Currently, rates markets are pricing in 25-bps hikes in June and November, although a look at history would suggest that policy changes would only occur at meetings in which a new Summary of Economic Projections (SEP) are produced. This means that the third 2018 hike would come in either September or December. The odds of a second hike this year for June are at 80%, while the odds for a third hike this year in September and December are at 57%and 73%, respectively.

Table 1: Fed Funds Rate Hike Expectations

Central Bank Weekly: US Dollar Taking Few Cues from Fed Rate Pricing

Even as the US Dollar (via the DXY Index) has been largely disconnected from rate hike expectations movements through the first quarter of 2018, we won’t dismiss their ability to drive price action moving forward.
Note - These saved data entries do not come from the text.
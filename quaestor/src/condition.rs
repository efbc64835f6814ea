//! Search conditions and control-type tags for subtree lookups.

use serde::{Deserialize, Serialize};

/// Platform-neutral control-type tag of a UI element.
///
/// Backends translate these into the platform's control-type identifiers.
/// Only the kinds this library's façades need (plus the usual neighbours a
/// cell may contain) are listed; `Custom` covers everything else.
#[derive(Debug, Clone, Copy, PartialEq, Eq, Hash, Serialize, Deserialize)]
pub enum ControlType {
    Button,
    CheckBox,
    ComboBox,
    DataGrid,
    DataItem,
    Edit,
    List,
    ListItem,
    Pane,
    Text,
    Window,
    Custom,
}

/// How deep a lookup searches relative to its starting node.
#[derive(Debug, Clone, Copy, PartialEq, Eq)]
pub enum TreeScope {
    /// Direct children only.
    Children,
    /// The starting node and all of its descendants.
    Subtree,
}

/// A composite search condition over element properties.
///
/// Mirrors the property-equality/conjunction conditions of the underlying
/// automation API, which is all the grid and text façades ever need.
#[derive(Debug, Clone, PartialEq)]
pub enum Condition {
    /// Equality on the element's automation id.
    AutomationId(String),
    /// Equality on the element's name.
    Name(String),
    /// Equality on the element's control type.
    ControlType(ControlType),
    /// The element exposes the grid-item pattern (i.e. it is a cell).
    GridItemAvailable,
    /// Equality on the cell's grid row index.
    Row(i32),
    /// Equality on the cell's grid column index.
    Column(i32),
    /// All inner conditions hold.
    And(Vec<Condition>),
}

impl Condition {
    /// Any cell in the given row, column unconstrained.
    ///
    /// This is the coarse-phase vertical search condition: virtualized grids
    /// may materialize a different column range than the target, so matching
    /// on the row alone is what proves the row itself exists.
    pub fn cell_in_row(row: i32) -> Self {
        Condition::And(vec![Condition::GridItemAvailable, Condition::Row(row)])
    }

    /// The exact cell at the given row and column.
    pub fn cell_at(row: i32, column: i32) -> Self {
        Condition::And(vec![
            Condition::GridItemAvailable,
            Condition::Row(row),
            Condition::Column(column),
        ])
    }
}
There is evidence that the relationship between the US Dollar and US Treasury yields is starting to tighten up again, with the greenback following the US Treasury 10-year yield more so than the S&P 500 during the first days of April.

With the DXY Index rallying back to its highest level since March 1 – the day when US President Trump began beating the trade war drums aggressively in public – attention is starting to focus on the prospect for a US Dollar bottom. For the time being, the news wire is more likely to be a potent driver of price action rather than the repricing of Fed rate hike expectations, although it would stand to reason that the receding threat of a trade war with China would reduce uncertainty around the US economy and thereby allow the Fed to tighten more aggressively in the second half of 2018.